**Listed entries**:
•••
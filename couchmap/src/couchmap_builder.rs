use crate::couchmap::Couchmap;
use crate::couchmap_config::CouchmapConfig;
use crate::errors::{CouchmapError, CouchmapResult, ErrorKind};
use crate::query::Consistency;
use crate::store::StoreClient;
use std::sync::Arc;

/// Builder for a [Couchmap] instance.
///
/// Setting errors are captured and reported by [CouchmapBuilder::open], so
/// calls can be chained without checking each one.
///
/// ```rust,ignore
/// let couchmap = Couchmap::builder()
///     .bucket_name("travel")
///     .consistency(Consistency::StronglyConsistent)
///     .type_key("_class")
///     .open(Arc::new(InMemoryStoreClient::new("travel")))?;
/// ```
#[derive(Default)]
pub struct CouchmapBuilder {
    error: Option<CouchmapError>,
    config: CouchmapConfig,
}

impl CouchmapBuilder {
    pub fn new() -> Self {
        CouchmapBuilder {
            error: None,
            config: CouchmapConfig::new(),
        }
    }

    /// Sets the bucket name. Defaults to the bucket of the store client.
    pub fn bucket_name(mut self, bucket_name: &str) -> Self {
        if self.error.is_none() {
            if let Err(e) = self.config.set_bucket_name(bucket_name) {
                self.error = Some(e);
            }
        }
        self
    }

    pub fn consistency(mut self, consistency: Consistency) -> Self {
        if self.error.is_none() {
            if let Err(e) = self.config.set_consistency(consistency) {
                self.error = Some(e);
            }
        }
        self
    }

    /// Sets the consistency level by name, e.g. from a settings file.
    pub fn consistency_name(mut self, name: &str) -> Self {
        if self.error.is_none() {
            let result = name
                .parse::<Consistency>()
                .and_then(|consistency| self.config.set_consistency(consistency));
            if let Err(e) = result {
                self.error = Some(e);
            }
        }
        self
    }

    /// Writes the entity type name under `type_key` in every document.
    pub fn type_key(mut self, type_key: &str) -> Self {
        if self.error.is_none() {
            if let Err(e) = self.config.set_type_key(Some(type_key)) {
                self.error = Some(e);
            }
        }
        self
    }

    pub fn ignore_views(mut self, ignore: bool) -> Self {
        if self.error.is_none() {
            if let Err(e) = self.config.set_ignore_views(ignore) {
                self.error = Some(e);
            }
        }
        self
    }

    pub fn ignore_n1ql_primary(mut self, ignore: bool) -> Self {
        if self.error.is_none() {
            if let Err(e) = self.config.set_ignore_n1ql_primary(ignore) {
                self.error = Some(e);
            }
        }
        self
    }

    pub fn ignore_n1ql_secondary(mut self, ignore: bool) -> Self {
        if self.error.is_none() {
            if let Err(e) = self.config.set_ignore_n1ql_secondary(ignore) {
                self.error = Some(e);
            }
        }
        self
    }

    /// Opens a couchmap instance over `client`.
    ///
    /// Fails with the first captured setting error, or when the configured
    /// bucket differs from the bucket of the client.
    pub fn open(self, client: Arc<dyn StoreClient>) -> CouchmapResult<Couchmap> {
        if let Some(error) = self.error {
            return Err(error);
        }

        match self.config.bucket_name() {
            Some(bucket_name) if bucket_name != client.bucket_name() => {
                log::error!(
                    "Configured bucket {} does not match client bucket {}",
                    bucket_name,
                    client.bucket_name()
                );
                return Err(CouchmapError::new(
                    &format!(
                        "Configured bucket '{}' does not match store client bucket '{}'",
                        bucket_name,
                        client.bucket_name()
                    ),
                    ErrorKind::ConfigurationError,
                ));
            }
            Some(_) => {}
            None => self.config.set_bucket_name(client.bucket_name())?,
        }

        self.config.initialize()?;
        log::info!(
            "Opened couchmap on bucket {} with {} consistency",
            client.bucket_name(),
            self.config.consistency()
        );
        Ok(Couchmap::new(self.config, client))
    }
}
•••
**What is required**:
Give the number of lines in the records that contain the string "travel", and write nothing besides that number.

**Answer section**:
2